Su carácter contradictorio no es posible reducirlo a un ideario de la naciente burguesía latinoamericana ni a las aspiraciones de un sector tradicionalista de las élites que se negaban a abandonar privilegios de filiación aristocrática. Antes, por el contrario, el Ariel puede ser tomado como una crítica a la burguesía en ascenso y a los sectores de las élites tradicionales, que no estaban siendo capaces de construir una nueva visión del mundo y se aferraban a un pasado que no tenía fundamento. A los primeros les critica su nordomanía y a los segundos, su restringida idea de democracia y su precaria comprensión de la ciencia.

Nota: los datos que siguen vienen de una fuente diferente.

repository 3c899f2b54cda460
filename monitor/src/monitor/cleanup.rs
//! Grace-period eviction of completed deployments

use std::future::Future;
use std::pin::Pin;
use std::time::Duration;

use tracing::{debug, info};

use crate::monitor::registry::{Registry, SharedRecord};

/// Keep `record` queryable for `grace_period`, then drop it from the registry.
///
/// Returns `true` if this call removed the entry. Nothing is removed when the
/// signal fires first or the entry was already replaced or removed.
pub async fn evict_after_grace<R, S, F>(
    registry: &R,
    operation_id: &str,
    record: &SharedRecord,
    grace_period: Duration,
    sleep_fn: S,
    mut shutdown_signal: Pin<Box<dyn Future<Output = ()> + Send>>,
) -> bool
where
    R: Registry + ?Sized,
    S: Fn(Duration) -> F,
    F: Future<Output = ()>,
{
    debug!(
        "Scheduling eviction of deployment {} in {:?}",
        operation_id, grace_period
    );

    tokio::select! {
        _ = &mut shutdown_signal => {
            debug!("Eviction of deployment {} cancelled", operation_id);
            return false;
        }
        _ = sleep_fn(grace_period) => {}
    }

    let removed = registry.remove_if_same(operation_id, record);
    if removed {
        info!("Evicted completed deployment {}", operation_id);
    }
    removed
}
//! Local HTTP API

pub mod handlers;
pub mod serve;
pub mod state;
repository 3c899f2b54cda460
//! Deployment monitoring

pub mod cleanup;
pub mod control_plane;
pub mod poller;
pub mod registry;
pub mod service;
pub mod stream;
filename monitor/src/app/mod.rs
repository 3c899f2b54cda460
//! Application wiring

pub mod options;
pub mod run;
pub mod state;
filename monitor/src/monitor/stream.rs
//! Live, replayable event stream for one deployment

use std::sync::Arc;
use std::time::Duration;

use chrono::{DateTime, Utc};
use futures::Stream;
use serde::Serialize;
use tokio_util::sync::CancellationToken;
use tracing::debug;
use uuid::Uuid;

use crate::models::deployment::{DeploymentStatus, ProgressEvent};
use crate::monitor::registry::{read_record, Registry, SharedRecord};

pub const NOT_TRACKED: &str = "operation not tracked";
pub const NO_LONGER_TRACKED: &str = "operation no longer tracked";
pub const SHUTTING_DOWN: &str = "monitor shutting down";

/// Stream options
#[derive(Debug, Clone)]
pub struct Options {
    /// How often the record is re-checked; a heartbeat is sent when nothing is new
    pub heartbeat_interval: Duration,
}

impl Default for Options {
    fn default() -> Self {
        Self {
            heartbeat_interval: Duration::from_secs(2),
        }
    }
}

/// Payload of a stream event
#[derive(Debug, Clone, PartialEq, Serialize)]
#[serde(tag = "type", rename_all = "snake_case")]
pub enum StreamEventKind {
    /// Snapshot at attach time
    Status {
        status: DeploymentStatus,
        started_at: DateTime<Utc>,
    },
    Progress {
        /// Position in the record's progress history
        index: usize,
        status: DeploymentStatus,
        details: serde_json::Value,
        observed_at: DateTime<Utc>,
    },
    Heartbeat,
    Completed {
        status: DeploymentStatus,
        success: bool,
        finished_at: Option<DateTime<Utc>>,
    },
    Error {
        message: String,
    },
}

/// One event delivered to an observer
#[derive(Debug, Clone, PartialEq, Serialize)]
pub struct StreamEvent {
    /// Per-stream logical timestamp, starting at 0
    pub seq: u64,
    pub timestamp: DateTime<Utc>,
    pub operation_id: String,
    #[serde(flatten)]
    pub kind: StreamEventKind,
}

impl StreamEvent {
    /// Name used for the SSE `event:` field
    pub fn event_name(&self) -> &'static str {
        match self.kind {
            StreamEventKind::Status { .. } => "status",
            StreamEventKind::Progress { .. } => "progress",
            StreamEventKind::Heartbeat => "heartbeat",
            StreamEventKind::Completed { .. } => "completed",
            StreamEventKind::Error { .. } => "error",
        }
    }

    pub fn is_terminal(&self) -> bool {
        matches!(
            self.kind,
            StreamEventKind::Completed { .. } | StreamEventKind::Error { .. }
        )
    }
}

struct Sequencer {
    operation_id: String,
    seq: u64,
}

impl Sequencer {
    fn next(&mut self, kind: StreamEventKind) -> StreamEvent {
        let event = StreamEvent {
            seq: self.seq,
            timestamp: Utc::now(),
            operation_id: self.operation_id.clone(),
            kind,
        };
        self.seq += 1;
        event
    }
}

/// What a record holds beyond a stream's cursor
struct Unseen {
    events: Vec<ProgressEvent>,
    completion: Option<(DeploymentStatus, bool, Option<DateTime<Utc>>)>,
}

fn unseen(record: &SharedRecord, cursor: usize) -> Unseen {
    let record = read_record(record);
    Unseen {
        events: record.progress_events.get(cursor..).unwrap_or_default().to_vec(),
        completion: record
            .completed
            .then(|| (record.status, record.success.unwrap_or(false), record.finished_at)),
    }
}

struct StreamDropGuard {
    stream_id: Uuid,
    operation_id: String,
}

impl Drop for StreamDropGuard {
    fn drop(&mut self) {
        debug!(
            stream_id = %self.stream_id,
            operation_id = %self.operation_id,
            "Deployment event stream closed"
        );
    }
}

/// Open an event stream for `operation_id`.
///
/// The stream replays the full progress history from the start, then follows
/// the record until it completes or stops being tracked. Each stream keeps its
/// own cursor. It also ends, with an error event, once `shutdown` fires.
pub fn open(
    registry: Arc<dyn Registry>,
    operation_id: String,
    options: Options,
    shutdown: CancellationToken,
) -> impl Stream<Item = StreamEvent> + Send + 'static {
    let stream_id = Uuid::new_v4();
    debug!(
        stream_id = %stream_id,
        operation_id = %operation_id,
        "Deployment event stream opened"
    );

    let guard = StreamDropGuard {
        stream_id,
        operation_id: operation_id.clone(),
    };

    async_stream::stream! {
        let _guard = guard;
        let mut seq = Sequencer { operation_id: operation_id.clone(), seq: 0 };

        let Some(record) = registry.get(&operation_id) else {
            yield seq.next(StreamEventKind::Error { message: NOT_TRACKED.to_string() });
            return;
        };

        let (status, started_at) = {
            let snapshot = read_record(&record);
            (snapshot.status, snapshot.started_at)
        };
        yield seq.next(StreamEventKind::Status { status, started_at });

        let mut cursor = 0usize;
        let mut first = true;
        loop {
            if !first {
                let shutting_down = tokio::select! {
                    _ = shutdown.cancelled() => true,
                    _ = tokio::time::sleep(options.heartbeat_interval) => false,
                };
                if shutting_down {
                    yield seq.next(StreamEventKind::Error { message: SHUTTING_DOWN.to_string() });
                    return;
                }

                let still_tracked = registry
                    .get(&operation_id)
                    .is_some_and(|current| Arc::ptr_eq(&current, &record));
                if !still_tracked {
                    yield seq.next(StreamEventKind::Error { message: NO_LONGER_TRACKED.to_string() });
                    return;
                }
            }

            let Unseen { events, completion } = unseen(&record, cursor);
            let idle = events.is_empty();

            for event in events {
                yield seq.next(StreamEventKind::Progress {
                    index: cursor,
                    status: event.status,
                    details: event.details,
                    observed_at: event.timestamp,
                });
                cursor += 1;
            }

            if let Some((status, success, finished_at)) = completion {
                yield seq.next(StreamEventKind::Completed { status, success, finished_at });
                return;
            }

            if idle && !first {
                yield seq.next(StreamEventKind::Heartbeat);
            }
            first = false;
        }
    }
}
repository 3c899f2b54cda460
//! Control-plane HTTP client

pub mod client;
pub mod deployments;
//! Main application run loop

use std::future::Future;
use std::sync::Arc;

use tokio::sync::broadcast;
use tokio::task::JoinHandle;
use tracing::{error, info};

use crate::app::options::{AppOptions, LifecycleOptions};
use crate::app::state::AppState;
use crate::errors::MonitorError;
use crate::server::serve::serve;
use crate::server::state::ServerState;

/// Run the deployment monitor service
pub async fn run(
    version: String,
    options: AppOptions,
    shutdown_signal: impl Future<Output = ()> + Send + 'static,
) -> Result<(), MonitorError> {
    info!("Initializing deployment monitor {}...", version);

    // Create shutdown channel
    let (shutdown_tx, _shutdown_rx): (broadcast::Sender<()>, _) = broadcast::channel(1);
    let mut shutdown_manager = ShutdownManager::new(shutdown_tx.clone(), options.lifecycle.clone());

    if let Err(e) = init(&options, &shutdown_tx, &mut shutdown_manager).await {
        error!("Failed to start deployment monitor: {}", e);
        shutdown_manager.shutdown().await?;
        return Err(e);
    }

    shutdown_signal.await;
    info!("Shutdown signal received, shutting down...");

    drop(shutdown_tx);
    shutdown_manager.shutdown().await
}

// =============================== INITIALIZATION ================================== //

async fn init(
    options: &AppOptions,
    shutdown_tx: &broadcast::Sender<()>,
    shutdown_manager: &mut ShutdownManager,
) -> Result<(), MonitorError> {
    let app_state = Arc::new(AppState::init(options)?);
    shutdown_manager.with_app_state(app_state.clone())?;

    if options.enable_server {
        init_server(options, app_state, shutdown_manager, shutdown_tx.subscribe()).await?;
    }

    Ok(())
}

async fn init_server(
    options: &AppOptions,
    app_state: Arc<AppState>,
    shutdown_manager: &mut ShutdownManager,
    mut shutdown_rx: broadcast::Receiver<()>,
) -> Result<(), MonitorError> {
    info!("Initializing HTTP server...");

    let server_state = ServerState::new(app_state.monitor.clone());

    let server_handle = serve(&options.server, Arc::new(server_state), async move {
        let _ = shutdown_rx.recv().await;
    })
    .await?;

    shutdown_manager.with_server_handle(server_handle)?;
    Ok(())
}

// ================================= SHUTDOWN ===================================== //

struct ShutdownManager {
    shutdown_tx: broadcast::Sender<()>,
    lifecycle_options: LifecycleOptions,
    app_state: Option<Arc<AppState>>,
    server_handle: Option<JoinHandle<Result<(), MonitorError>>>,
}

impl ShutdownManager {
    pub fn new(shutdown_tx: broadcast::Sender<()>, lifecycle_options: LifecycleOptions) -> Self {
        Self {
            shutdown_tx,
            lifecycle_options,
            app_state: None,
            server_handle: None,
        }
    }

    pub fn with_app_state(&mut self, state: Arc<AppState>) -> Result<(), MonitorError> {
        if self.app_state.is_some() {
            return Err(MonitorError::ShutdownError("app_state already set".to_string()));
        }
        self.app_state = Some(state);
        Ok(())
    }

    pub fn with_server_handle(
        &mut self,
        handle: JoinHandle<Result<(), MonitorError>>,
    ) -> Result<(), MonitorError> {
        if self.server_handle.is_some() {
            return Err(MonitorError::ShutdownError("server_handle already set".to_string()));
        }
        self.server_handle = Some(handle);
        Ok(())
    }

    pub async fn shutdown(&mut self) -> Result<(), MonitorError> {
        let _ = self.shutdown_tx.send(());

        match tokio::time::timeout(
            self.lifecycle_options.max_shutdown_delay,
            self.shutdown_impl(),
        )
        .await
        {
            Ok(result) => result,
            Err(_) => {
                error!(
                    "Shutdown timed out after {:?}, forcing shutdown...",
                    self.lifecycle_options.max_shutdown_delay
                );
                std::process::exit(1);
            }
        }
    }

    async fn shutdown_impl(&mut self) -> Result<(), MonitorError> {
        info!("Shutting down deployment monitor service...");

        // 1. Monitor tasks, so open event streams see their operations end
        if let Some(app_state) = self.app_state.take() {
            app_state.shutdown().await?;
        }

        // 2. HTTP server
        if let Some(handle) = self.server_handle.take() {
            handle
                .await
                .map_err(|e| MonitorError::ShutdownError(e.to_string()))??;
        }

        info!("Shutdown complete");
        Ok(())
    }
}
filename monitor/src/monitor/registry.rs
//! Registry of monitored deployments

use std::collections::HashMap;
use std::sync::{Arc, RwLock};

use crate::models::deployment::DeploymentRecord;

/// A record shared between its poller (the only writer) and any number of readers
pub type SharedRecord = Arc<RwLock<DeploymentRecord>>;

/// Read a shared record, recovering from a poisoned lock
pub fn read_record(record: &SharedRecord) -> std::sync::RwLockReadGuard<'_, DeploymentRecord> {
    record.read().unwrap_or_else(|e| e.into_inner())
}

/// Write a shared record, recovering from a poisoned lock
pub fn write_record(record: &SharedRecord) -> std::sync::RwLockWriteGuard<'_, DeploymentRecord> {
    record.write().unwrap_or_else(|e| e.into_inner())
}

/// Store of what is being monitored right now
pub trait Registry: Send + Sync {
    /// Insert or replace the record for an operation
    fn put(&self, operation_id: &str, record: SharedRecord);

    fn get(&self, operation_id: &str) -> Option<SharedRecord>;

    fn remove(&self, operation_id: &str) -> Option<SharedRecord>;

    /// Remove the entry only if it still holds `record`
    fn remove_if_same(&self, operation_id: &str, record: &SharedRecord) -> bool;

    /// Snapshot of every tracked record
    fn list_all(&self) -> HashMap<String, DeploymentRecord>;

    /// Snapshot of one record
    fn snapshot(&self, operation_id: &str) -> Option<DeploymentRecord> {
        self.get(operation_id).map(|r| read_record(&r).clone())
    }
}

/// In-memory registry
#[derive(Default)]
pub struct InMemoryRegistry {
    entries: RwLock<HashMap<String, SharedRecord>>,
}

impl InMemoryRegistry {
    pub fn new() -> Self {
        Self::default()
    }

    pub fn len(&self) -> usize {
        let entries = self.entries.read().unwrap_or_else(|e| e.into_inner());
        entries.len()
    }

    pub fn is_empty(&self) -> bool {
        self.len() == 0
    }
}

impl Registry for InMemoryRegistry {
    fn put(&self, operation_id: &str, record: SharedRecord) {
        let mut entries = self.entries.write().unwrap_or_else(|e| e.into_inner());
        entries.insert(operation_id.to_string(), record);
    }

    fn get(&self, operation_id: &str) -> Option<SharedRecord> {
        let entries = self.entries.read().unwrap_or_else(|e| e.into_inner());
        entries.get(operation_id).cloned()
    }

    fn remove(&self, operation_id: &str) -> Option<SharedRecord> {
        let mut entries = self.entries.write().unwrap_or_else(|e| e.into_inner());
        entries.remove(operation_id)
    }

    fn remove_if_same(&self, operation_id: &str, record: &SharedRecord) -> bool {
        let mut entries = self.entries.write().unwrap_or_else(|e| e.into_inner());
        match entries.get(operation_id) {
            Some(current) if Arc::ptr_eq(current, record) => {
                entries.remove(operation_id);
                true
            }
            _ => false,
        }
    }

    fn list_all(&self) -> HashMap<String, DeploymentRecord> {
        let entries = self.entries.read().unwrap_or_else(|e| e.into_inner());
        entries
            .iter()
            .map(|(id, record)| (id.clone(), read_record(record).clone()))
            .collect()
    }
}
//! Control-plane API models consumed by the deployment monitor.

pub mod models;
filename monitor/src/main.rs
//! Deployment monitor - Entry Point

use std::collections::HashMap;
use std::env;
use std::path::PathBuf;

use deploywatch::app::options::AppOptions;
use deploywatch::app::run::run;
use deploywatch::logs::{init_logging, LogOptions};
use deploywatch::settings::Settings;
use deploywatch::utils::version_info;

use tracing::{error, info};

const DEFAULT_SETTINGS_FILE: &str = "settings.json";

#[tokio::main]
async fn main() {
    // Parse command line arguments
    let mut cli_args: HashMap<String, String> = HashMap::new();
    for arg in env::args().skip(1) {
        if let Some((key, value)) = arg.split_once('=') {
            // Handle --key=value format
            let clean_key = key.trim_start_matches('-');
            cli_args.insert(clean_key.to_string(), value.to_string());
        } else if arg.starts_with("--") {
            // Handle standalone flags like --version
            let clean_key = arg.trim_start_matches('-');
            cli_args.insert(clean_key.to_string(), "true".to_string());
        }
    }

    // Print version and exit
    let version = version_info();
    if cli_args.contains_key("version") {
        match serde_json::to_string_pretty(&version) {
            Ok(json) => println!("{}", json),
            Err(e) => eprintln!("Failed to render version info: {e}"),
        }
        return;
    }

    // Retrieve the settings file
    let settings_file = cli_args
        .get("config")
        .map(PathBuf::from)
        .unwrap_or_else(|| PathBuf::from(DEFAULT_SETTINGS_FILE));
    let settings = if settings_file.exists() {
        match Settings::load(&settings_file).await {
            Ok(settings) => settings,
            Err(e) => {
                eprintln!("Unable to read settings file {}: {e}", settings_file.display());
                return;
            }
        }
    } else {
        Settings::default()
    };

    // Initialize logging
    if let Err(e) = init_logging(LogOptions::from_settings(&settings)) {
        println!("Failed to initialize logging: {e}");
    }
    if !settings_file.exists() {
        info!(
            "No settings file at {}, using defaults",
            settings_file.display()
        );
    }

    // Run the service
    let options = AppOptions::from_settings(&settings);
    info!("Running deployment monitor with options: {:?}", options);
    let result = run(version.version, options, await_shutdown_signal()).await;
    if let Err(e) = result {
        error!("Failed to run the deployment monitor: {e}");
    }
}

async fn await_shutdown_signal() {
    #[cfg(unix)]
    {
        use tokio::signal::unix::{signal, SignalKind};

        let (mut sigterm, mut sigint) = match (
            signal(SignalKind::terminate()),
            signal(SignalKind::interrupt()),
        ) {
            (Ok(sigterm), Ok(sigint)) => (sigterm, sigint),
            _ => {
                error!("Failed to install signal handlers, falling back to Ctrl+C");
                let _ = tokio::signal::ctrl_c().await;
                return;
            }
        };

        tokio::select! {
            _ = sigterm.recv() => {
                info!("SIGTERM received, shutting down...");
            }
            _ = sigint.recv() => {
                info!("SIGINT received, shutting down...");
            }
            _ = tokio::signal::ctrl_c() => {
                info!("Ctrl+C received, shutting down...");
            }
        }
    }

    #[cfg(not(unix))]
    {
        if let Err(e) = tokio::signal::ctrl_c().await {
            error!("Failed to listen for Ctrl+C: {e}");
        }
        info!("Ctrl+C received, shutting down...");
    }
}
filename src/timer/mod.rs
//! Timer service and host-loop utilities for the SOFA MAC.
//!
//! The MAC arms three single-shot alarms, named by [`TimerId`], through a
//! [`TimerService`]. Re-arming an alarm replaces its pending deadline, so at
//! most one firing per alarm is ever outstanding. When an alarm expires the
//! host calls [`SofaMac::on_timer`](crate::driver::SofaMac::on_timer).
//!
//! Two ways of driving the MAC are provided:
//! - [`SoftTimers`]: a polled software alarm table over a [`Clock`], serviced
//!   by [`SofaMac::poll`](crate::driver::SofaMac::poll) and the blocking
//!   `run_sofa_loop` (feature `delay-loop`)
//! - `global_sofa_*` helpers and `sofa_timer_fired!()` for hardware alarm
//!   interrupts sharing a `critical_section` protected singleton (feature `timer-isr`)
//!
//! Hardware alarms count in timer ticks; [`duration_to_ticks`] and
//! [`const_duration_to_ticks`] convert protocol durations.
//!
//! | Timer clock | 5 ms on-time | 1 s period  |
//! |-------------|--------------|-------------|
//! |   32 768 Hz |          164 |      32 768 |
//! |     128 Hz  |            1 |         128 |

use libm::round;

use crate::consts::MICROS_PER_SECOND;

#[cfg(feature = "delay-loop")]
mod delay;
#[cfg_attr(feature = "delay-loop", allow(unused_imports))]
#[cfg(feature = "delay-loop")]
pub use delay::*;

#[cfg(feature = "timer-isr")]
mod isr;
#[cfg_attr(feature = "timer-isr", allow(unused_imports))]
#[cfg(feature = "timer-isr")]
pub use isr::*;

#[cfg(feature = "timer-isr")]
mod macros;
#[cfg_attr(feature = "timer-isr", allow(unused_imports))]
#[cfg(feature = "timer-isr")]
pub use macros::*;

/// The alarms used by the MAC.
#[derive(PartialEq, Eq, Clone, Copy, Debug)]
#[cfg_attr(feature = "defmt-0-3", derive(defmt::Format))]
pub enum TimerId {
    /// Bounds every peer-waiting state; firing returns the node to idle.
    IdleTimeout,
    /// Carrier-sense delay before a strobe burst.
    Backoff,
    /// Drives the radio duty cycle.
    PowerCycle,
}

impl TimerId {
    /// Every alarm, in slot order.
    pub const ALL: [TimerId; 3] = [TimerId::IdleTimeout, TimerId::Backoff, TimerId::PowerCycle];

    /// Slot index of this alarm in a timer table.
    pub const fn index(&self) -> usize {
        match self {
            TimerId::IdleTimeout => 0,
            TimerId::Backoff => 1,
            TimerId::PowerCycle => 2,
        }
    }
}

/// Monotonic microsecond clock.
pub trait Clock {
    /// Microseconds since an arbitrary epoch.
    fn now_us(&self) -> u64;
}

/// Single-shot alarms with re-arm-cancels-previous semantics.
pub trait TimerService {
    /// Current time in microseconds; used to bound the strobe burst.
    fn now_us(&self) -> u64;

    /// Arms `id` to fire `after_us` microseconds from now, superseding any
    /// pending firing of `id`.
    fn schedule(&mut self, id: TimerId, after_us: u32);

    /// Cancels any pending firing of `id`.
    fn cancel(&mut self, id: TimerId);

    /// Takes one expired alarm, for polled implementations.
    ///
    /// Interrupt-driven implementations deliver firings themselves and keep
    /// the default, which never reports anything.
    fn take_expired(&mut self) -> Option<TimerId> {
        None
    }
}

/// A polled software [`TimerService`] with one deadline slot per [`TimerId`].
#[derive(Debug)]
pub struct SoftTimers<C: Clock> {
    clock: C,
    deadlines: [Option<u64>; 3],
}

impl<C: Clock> SoftTimers<C> {
    /// Creates a table with every alarm disarmed.
    pub fn new(clock: C) -> Self {
        Self {
            clock,
            deadlines: [None; 3],
        }
    }

    /// Whether `id` has a pending firing.
    pub fn is_armed(&self, id: TimerId) -> bool {
        self.deadlines[id.index()].is_some()
    }

    /// Absolute deadline of `id`, if armed.
    pub fn deadline(&self, id: TimerId) -> Option<u64> {
        self.deadlines[id.index()]
    }

    /// The underlying clock.
    pub fn clock(&self) -> &C {
        &self.clock
    }
}

impl<C: Clock> TimerService for SoftTimers<C> {
    fn now_us(&self) -> u64 {
        self.clock.now_us()
    }

    fn schedule(&mut self, id: TimerId, after_us: u32) {
        let now = self.clock.now_us();
        self.deadlines[id.index()] = Some(now.saturating_add(u64::from(after_us)));
    }

    fn cancel(&mut self, id: TimerId) {
        self.deadlines[id.index()] = None;
    }

    fn take_expired(&mut self) -> Option<TimerId> {
        let now = self.clock.now_us();
        let due = TimerId::ALL
            .iter()
            .copied()
            .filter_map(|id| match self.deadlines[id.index()] {
                Some(deadline) if deadline <= now => Some((deadline, id)),
                _ => None,
            })
            .min_by_key(|&(deadline, _)| deadline)
            .map(|(_, id)| id)?;
        self.deadlines[due.index()] = None;
        Some(due)
    }
}

/// Converts a duration to hardware timer ticks.
///
/// # Arguments
/// - `duration_us`: duration in microseconds (e.g. an on-time)
/// - `timer_hz`: tick frequency of the alarm peripheral
///
/// # Returns
/// - The tick count, rounded to nearest and never below 1 so a zero-length
///   alarm still fires on the next tick
pub fn duration_to_ticks(duration_us: u32, timer_hz: u32) -> u32 {
    let ticks = f64::from(duration_us) * f64::from(timer_hz) / f64::from(MICROS_PER_SECOND);
    let ticks = round(ticks) as u32;
    if ticks == 0 { 1 } else { ticks }
}

/// Compile-time duration to tick converter.
///
/// Integer arithmetic, rounding to nearest, never below 1.
///
/// # Arguments
/// - `duration_us`: duration in microseconds
/// - `timer_hz`: tick frequency of the alarm peripheral
pub const fn const_duration_to_ticks(duration_us: u32, timer_hz: u32) -> u32 {
    let scaled = duration_us as u64 * timer_hz as u64;
    let ticks = (scaled + (MICROS_PER_SECOND as u64 / 2)) / MICROS_PER_SECOND as u64;
    if ticks == 0 { 1 } else { ticks as u32 }
}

A través del Ariel, Rodó realizó la lectura de su momento histórico; no es la simple añoranza romántica de un pasado que se está viendo amenazado por grupos, fuerzas o entelequias, pero tampoco es un programa de acción para algún grupo en especial. Es, más bien, el insumo, por negación, para construir su visión de una América Latina que diera un salto cualitativo e hiciera, así, su contribución al proceso de desarrollo de la humanidad. La lectura de Rodó es una excepción dentro de las principales corrientes de pensamiento en América Latina; para el pensador uruguayo la transformación del presente y la construcción del futuro no se hacía teniendo como modelo una sociedad realmente existente, ni en el pasado ni en el presente. Los cambios del presente y el futuro se hacían comprendiendo el pasado por parte de unos individuos no atados al accionar instrumental, sino dispuestos a desarrollar toda su humanidad. La búsqueda de Rodó era la construcción de una visión del mundo que superara la encrucijada en la que había caído el proyecto ilustrado europeo, cuya expresión deformada, pero con tendencia dominante, se estaba desarrollando en los Estados Unidos. Gutiérrez Girardot captó una buena parte de esta dimensión cuando, al ir finalizando su ensayo sobre Rodó, señala:

Su pasión americana no solamente “hispanoamericanizó” el modernismo, ni solamente lo culminó con su ensayo que equilibra la belleza con la moral y con el pensamiento, sino que señaló caminos concretos para llegar a la gran meta de la “Magna Patria”: el dominio de la ciencia mediante el pensamiento libre, la perfección moral de sí mismo, la esperanza y el amor. (Gutiérrez Girardot, 2006, p. 162)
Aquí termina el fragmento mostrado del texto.